Che sensazioni ha avuto dopo aver vinto il Mondiale?
"Tante e tutte una piu’ bella dell’altra. La gioia della vittoria, la soddisfazione del risultato. L’adrenalina è talmente tanta che fatichi a capire cosa hai fatto. Il giorno dopo ripensi a quanta fatica hai fatto. Però ne è valsa la pena. Almeno avrò qualcosa da raccontare ai miei nipotini".
Ha una dedica?
"A me stesso, alla mia famiglia, a tutti coloro che hanno reso possibile questo trionfo, a Claudio Alfieri, a tutto lo staff azzurro e ai compagni di avventura".
Cosa cambia, se cambia qualcosa, quando diventi un campione del mondo?
"In realtà la vita non mi è cambiata molto. A parte le congratulazioni di tutti quelli che lo hanno saputo tra familiari, amici e colleghi. Non mi chiedono certo gli autografi quando vado in giro".
Quale è il suo sogno nel cassetto se ne ha uno….
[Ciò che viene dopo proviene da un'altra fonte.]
//! JWT Algorithm Registry
//!
//! Maps algorithm names to a closed set of signing methods, classifies each
//! method by key family and hash size, and hosts the per-family signers.
//! Lookups are pure; nothing here holds state between calls.

pub(crate) mod core;
pub(crate) mod ecdsa;
pub(crate) mod hmac;
pub(crate) mod rsa;
pub(crate) mod utils;

use crate::error::{JwtError, JwtResult};
use std::fmt;
use std::str::FromStr;

/// Signing family of an algorithm
#[derive(Debug, Clone, Copy, PartialEq, Eq, Hash)]
pub enum Family {
    /// HMAC over a shared secret
    Hmac,
    /// RSASSA-PKCS1-v1_5 with an RSA private key
    Rsa,
    /// ECDSA over a NIST curve private key
    Ecdsa,
}

/// Shape of the key a family signs with
#[derive(Debug, Clone, Copy, PartialEq, Eq, Hash)]
pub enum KeyRequirement {
    /// Raw byte secret
    SymmetricSecret,
    /// PEM-encoded private key of the matching family
    PemPrivateKey,
}

impl Family {
    /// Key shape this family requires
    #[must_use]
    pub const fn key_requirement(self) -> KeyRequirement {
        match self {
            Family::Hmac => KeyRequirement::SymmetricSecret,
            Family::Rsa | Family::Ecdsa => KeyRequirement::PemPrivateKey,
        }
    }

    /// Short label used in messages
    #[must_use]
    pub const fn label(self) -> &'static str {
        match self {
            Family::Hmac => "HMAC",
            Family::Rsa => "RSA",
            Family::Ecdsa => "ECDSA",
        }
    }
}

impl fmt::Display for Family {
    fn fmt(&self, f: &mut fmt::Formatter<'_>) -> fmt::Result {
        f.write_str(self.label())
    }
}

/// Signing algorithm identifier
#[derive(Debug, Clone, Copy, PartialEq, Eq, Hash)]
pub enum Algorithm {
    /// HMAC using SHA-256
    HS256,
    /// HMAC using SHA-384
    HS384,
    /// HMAC using SHA-512
    HS512,
    /// RSASSA-PKCS1-v1_5 using SHA-256
    RS256,
    /// RSASSA-PKCS1-v1_5 using SHA-384
    RS384,
    /// RSASSA-PKCS1-v1_5 using SHA-512
    RS512,
    /// ECDSA using P-256 and SHA-256
    ES256,
    /// ECDSA using P-384 and SHA-384
    ES384,
    /// ECDSA using P-521 and SHA-512
    ES512,
}

impl Algorithm {
    /// Every registered algorithm
    pub const ALL: [Algorithm; 9] = [
        Algorithm::HS256,
        Algorithm::HS384,
        Algorithm::HS512,
        Algorithm::RS256,
        Algorithm::RS384,
        Algorithm::RS512,
        Algorithm::ES256,
        Algorithm::ES384,
        Algorithm::ES512,
    ];

    /// Algorithms that sign with a shared secret
    pub const HMAC: [Algorithm; 3] = [Algorithm::HS256, Algorithm::HS384, Algorithm::HS512];

    /// Algorithms that sign with a PEM private key
    pub const ASYMMETRIC: [Algorithm; 6] = [
        Algorithm::RS256,
        Algorithm::RS384,
        Algorithm::RS512,
        Algorithm::ES256,
        Algorithm::ES384,
        Algorithm::ES512,
    ];

    /// Name as written in the JOSE header
    #[must_use]
    pub const fn as_str(self) -> &'static str {
        match self {
            Algorithm::HS256 => "HS256",
            Algorithm::HS384 => "HS384",
            Algorithm::HS512 => "HS512",
            Algorithm::RS256 => "RS256",
            Algorithm::RS384 => "RS384",
            Algorithm::RS512 => "RS512",
            Algorithm::ES256 => "ES256",
            Algorithm::ES384 => "ES384",
            Algorithm::ES512 => "ES512",
        }
    }

    /// Signing family
    #[must_use]
    pub const fn family(self) -> Family {
        match self {
            Algorithm::HS256 | Algorithm::HS384 | Algorithm::HS512 => Family::Hmac,
            Algorithm::RS256 | Algorithm::RS384 | Algorithm::RS512 => Family::Rsa,
            Algorithm::ES256 | Algorithm::ES384 | Algorithm::ES512 => Family::Ecdsa,
        }
    }

    /// SHA-2 output size selected by the name suffix
    #[must_use]
    pub const fn digest_bits(self) -> u16 {
        match self {
            Algorithm::HS256 | Algorithm::RS256 | Algorithm::ES256 => 256,
            Algorithm::HS384 | Algorithm::RS384 | Algorithm::ES384 => 384,
            Algorithm::HS512 | Algorithm::RS512 | Algorithm::ES512 => 512,
        }
    }

    /// Key shape required to sign with this algorithm
    #[must_use]
    pub const fn key_requirement(self) -> KeyRequirement {
        self.family().key_requirement()
    }
}

impl fmt::Display for Algorithm {
    fn fmt(&self, f: &mut fmt::Formatter<'_>) -> fmt::Result {
        f.write_str(self.as_str())
    }
}

impl FromStr for Algorithm {
    type Err = JwtError;

    fn from_str(s: &str) -> Result<Self, Self::Err> {
        resolve(s)
    }
}

fn lookup(name: &str) -> Option<Algorithm> {
    Algorithm::ALL.into_iter().find(|alg| alg.as_str() == name)
}

fn join(algs: &[Algorithm]) -> String {
    algs.iter()
        .map(|alg| alg.as_str())
        .collect::<Vec<_>>()
        .join(", ")
}

/// Resolve an algorithm name against the full registry
///
/// Names are case-sensitive.
///
/// # Errors
/// Returns `UnsupportedAlgorithm` listing every registered name.
pub fn resolve(name: &str) -> JwtResult<Algorithm> {
    lookup(name).ok_or_else(|| JwtError::UnsupportedAlgorithm {
        name: name.to_string(),
        choices: format!("Choices are {}", join(&Algorithm::ALL)),
    })
}

/// Resolve an algorithm name and gate it on the key shape the caller holds
///
/// This is the configuration-time check used by both issuers: unknown names
/// list only the choices valid for `expected`, and names of the other family
/// point the caller at the resource that accepts them.
///
/// # Errors
/// Returns `UnsupportedAlgorithm` or `WrongKeyFamily`.
pub fn resolve_for(name: &str, expected: KeyRequirement) -> JwtResult<Algorithm> {
    let Some(algorithm) = lookup(name) else {
        let choices = match expected {
            KeyRequirement::SymmetricSecret => format!("Choices are {}", join(&Algorithm::HMAC)),
            KeyRequirement::PemPrivateKey => {
                format!("Options are {}", join(&Algorithm::ASYMMETRIC))
            }
        };
        return Err(JwtError::UnsupportedAlgorithm {
            name: name.to_string(),
            choices,
        });
    };

    if algorithm.key_requirement() != expected {
        return Err(match expected {
            KeyRequirement::SymmetricSecret => JwtError::WrongKeyFamily {
                family: "RSA/ECDSA",
                resource: crate::provider::SIGNED_TOKEN,
            },
            KeyRequirement::PemPrivateKey => JwtError::WrongKeyFamily {
                family: "HMAC",
                resource: crate::provider::HASHED_TOKEN,
            },
        });
    }

    Ok(algorithm)
}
"In realtà non ce ne sono molti. Ho quasi fatto tutto quello che desideravo. Manca solo una vincita milionaria, ma ci sto lavorando. Mai dire mai nella vita. A parte gli scherzi ho già tutto, una bellissima famiglia, un lavoro, che oggi è tanta roba, faccio uno sport che mi piace e mi mantiene giovane e in forma e sono medaglia d’oro. Non mi manca nulla".